Robert Ableidinger, Vorsitzender der Meisterprüfungskommission der Konditoren in Niederösterreich, im Gespräch über den Weg zur erfolgreichen Meisterprüfung, Bewertungskriterien und Quereisteigerinnen.

Seit mehr als vier Jahrzehnten widmet sich Konditormeister Robert Ableidinger der süßen Handwerkskunst. Sein Know-how hat er mit viel Leidenschaft als Lehrer an der Landesberufsschule Baden dem Konditornachwuchs mitgegeben. Rund zehn Jahre lang leitete Robert Ableidinger den Meisterkurs am WIFI Niederösterreich. Seit zwei Jahren ist er Vorsitzender der Meisterprüfungskommission. Mit großem Interesse verfolgt er den Werdegang seiner Schützlinge auch nach der Meisterprüfung.

ÖBKZ: Vanessa Engerth, eine Ihrer Absolventinnen im Meiterkurs, hat mit Vanessa’s Sweet Cake Dream ein florierendes Ein-Frau-Unternehmen geschaffen. Gibt es viele solcher Beispiele?

Robert Ableidinger: „Vanessa betreibt ihr Unternehmen mit großem Engagement. Hinter ihrem Erfolg stehen neben einem exzellenten Handwerk harte Arbeit und große Disziplin. Den Wunsch nach Selbstständigkeit haben viele, aber nicht alle können – mitunter auch aus wirtschaftlichen Gründen – diesen erfolgreich umsetzen.“

ÖBKZ: Bei den Konditorkursen gibt es viele sogenannte „Quereinsteiger“. Warum ist das so?

Robert Ableidinger: Wir müssen eigentlich von ,Quereinsteigerinnen‘ sprechen. Ich schätze, dass rund 98 % der Kursteilnehmer Frauen sind. Viele von ihnen kommen aus Büroberufen. Sie wollen weg von der Computerarbeit, wollen lieber etwas Kreatives machen. Etwas schaffen, womit sie den Menschen Freude machen. Sie nehmen dafür auch finanzielle Einbußen in Kauf.“

ÖBKZ: Wo sehen Sie die größten Unterschiede zwischen gelernten Konditorinnen und Quereinsteigerinnen?

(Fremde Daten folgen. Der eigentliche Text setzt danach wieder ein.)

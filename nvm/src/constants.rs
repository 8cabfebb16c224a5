//! Central configuration and constants for the Nibble VM

pub use nibble_isa::{INSTRUCTION_SIZE, PROGRAM_MEMORY_SIZE, REGISTER_COUNT};

// Index of the accumulator register written by MOVC
pub const ACCUMULATOR: usize = 0;

// Settings file location under the user config directory
pub const SETTINGS_DIR: &str = "nvm";
pub const SETTINGS_FILE: &str = "settings.json";

// Registers per line in state dumps
pub const DEBUG_REGISTERS_PER_LINE: usize = 8;
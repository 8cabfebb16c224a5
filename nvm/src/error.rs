//! Error types for the Nibble VM
//!
//! Load failures are reported before any instruction executes. Program
//! faults stop the run loop and carry the offending instruction offset.
//! Running out of input is not an error: it is the EOF flag.

use std::io;
use std::path::PathBuf;
use thiserror::Error;

#[derive(Error, Debug)]
pub enum VmError {
    #[error("Failed to open program file '{}': {source}", path.display())]
    ProgramLoad {
        path: PathBuf,
        #[source]
        source: io::Error,
    },

    #[error("Failed to open data file '{}': {source}", path.display())]
    DataStreamUnavailable {
        path: PathBuf,
        #[source]
        source: io::Error,
    },

    #[error("No program loaded")]
    NotLoaded,

    #[error("Program fault at offset {offset:#04x}: jump by {displacement} leaves program memory")]
    JumpOutOfBounds { offset: usize, displacement: i8 },

    #[error("Program fault: instruction pointer {offset:#04x} is past the end of program memory")]
    PointerOutOfBounds { offset: usize },

    #[error("Step limit of {limit} instructions exceeded")]
    StepLimitExceeded { limit: u64 },

    #[error("Machine faulted earlier at offset {offset:#04x}; reset before running again")]
    Faulted { offset: usize },

    #[error("Invalid settings file '{}': {message}", path.display())]
    Settings { path: PathBuf, message: String },

    #[error("I/O error: {0}")]
    Io(#[from] io::Error),
}

impl VmError {
    /// Whether the error was raised by the program itself rather than by loading.
    pub fn is_program_fault(&self) -> bool {
        matches!(
            self,
            VmError::JumpOutOfBounds { .. }
                | VmError::PointerOutOfBounds { .. }
                | VmError::StepLimitExceeded { .. }
        )
    }
}

pub type Result<T> = std::result::Result<T, VmError>;
use std::io;
use std::process;

use clap::Parser;
use env_logger::Env;

use nvm::cli::Cli;

fn main() {
    let cli = Cli::parse();

    env_logger::Builder::from_env(Env::default().default_filter_or(cli.default_log_filter())).init();

    let stdout = io::stdout();
    if let Err(e) = cli.execute(&mut stdout.lock()) {
        eprintln!("Error: {e:#}");
        process::exit(1);
    }
}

Robert Ableidinger: „Konditormeister und -meisterinnen müssen mehr können, als einfach nur gute Torten oder Kekse backen. Sie müssen das Handwerk im kleinen Finger haben. Quereinsteigerinnen fehlt oftmals die nötige Übung, beispielsweise beim Modellieren oder bei den Anlasstorten. Es macht eben einen Unterschied, ob einige wenige Torten gebacken und ausgefertigt wurden oder 80, 100 und mehr. Dies sieht man etwa bei der Exaktheit der Schriften oder dem Eyecatcher auf der Torte. Im Meisterkurs werden die Teilnehmer auf exaktes Arbeiten geschult und mit den wichtigsten ,Tricks‘ ausgestattet, damit auch meisterliche Figuren oder kreative Kekse gelingen. Die Arbeit der Trainer zeigt Früchte, das Niveau der Leistungen aller Teilnehmer ist gestiegen, sowohl von den gelernten als auch von den Quereinsteigerinnen, die oftmals exzellente Arbeiten abliefern.“

ÖBKZ: Kann jede/jeder einfach zur Meisterprüfung antreten?

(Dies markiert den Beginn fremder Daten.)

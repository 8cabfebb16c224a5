//! File-based entry point: open the program and data files, then run.
//!
//! Both files are opened before the first instruction executes, so a
//! missing data file never leaves a half-run machine behind.

use std::fs::File;
use std::io::{BufReader, Write};
use std::path::Path;

use crate::debug;
use crate::error::{Result, VmError};
use crate::settings::MachineSettings;
use crate::vm::VM;

/// Load `program_path` into a fresh machine and stream `data_path` through it.
///
/// The machine is returned after it halts so callers can inspect its state.
/// With `dump_registers` set the register file goes to stderr however the
/// run ends.
pub fn run_files<W: Write>(
    program_path: &Path,
    data_path: &Path,
    output: &mut W,
    settings: &MachineSettings,
) -> Result<VM> {
    let mut vm = VM::with_settings(settings);
    load_program_file(&mut vm, program_path)?;

    let mut input = open_data_file(data_path)?;

    log::debug!("Streaming {} through {}", data_path.display(), program_path.display());
    let result = vm.run(&mut input, output);

    if settings.dump_registers {
        debug::print_state(&vm);
    }
    if let Err(e) = &result {
        if e.is_program_fault() {
            log::debug!("Run ended by program fault after {} instructions", vm.steps());
        }
    }

    result?;
    Ok(vm)
}

/// Open and load a program file into `vm`.
pub fn load_program_file(vm: &mut VM, program_path: &Path) -> Result<usize> {
    let file = File::open(program_path).map_err(|source| VmError::ProgramLoad {
        path: program_path.to_path_buf(),
        source,
    })?;

    vm.load_program_from(file).map_err(|e| match e {
        VmError::Io(source) => VmError::ProgramLoad {
            path: program_path.to_path_buf(),
            source,
        },
        other => other,
    })
}

/// Open the data stream consumed by IN.
pub fn open_data_file(data_path: &Path) -> Result<BufReader<File>> {
    let data = File::open(data_path).map_err(|source| VmError::DataStreamUnavailable {
        path: data_path.to_path_buf(),
        source,
    })?;
    Ok(BufReader::new(data))
}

Robert Ableidinger: „Grundvoraussetzung für die Meisterprüfung ist das vollendete 18. Lebensjahr. Im WIFI-Vorbereitungskurs zur Meisterprüfung für Konditorinnen und Konditoren werden den Teilnehmern genau jene theoretischen und praktischen Qualifikationen vermittelt, die zur positiven Ablegung der Meisterprüfung benötigt werden. Um diesen Meisterkurs sofort besuchen zu können, ist ein Lehrabschluss erforderlich. Für Personen, die keinen Lehrabschluss vorweisen können sowie für Quereinsteiger wurde seit rund acht Jahren ein Grundkurs Konditorei vorgeschaltet. Dieser Kurs muss verpflichtend besucht werden, um mit genügend Praxiserfahrung in den Vorbereitungskurs für die Meisterprüfung einsteigen zu können. Der Grundkurs Konditorei findet ebenfalls am WIFI statt und umfasst fünf Wochenenden.“

ÖBKZ: Wie erfolgt die Bewertung bei der praktischen Prüfung?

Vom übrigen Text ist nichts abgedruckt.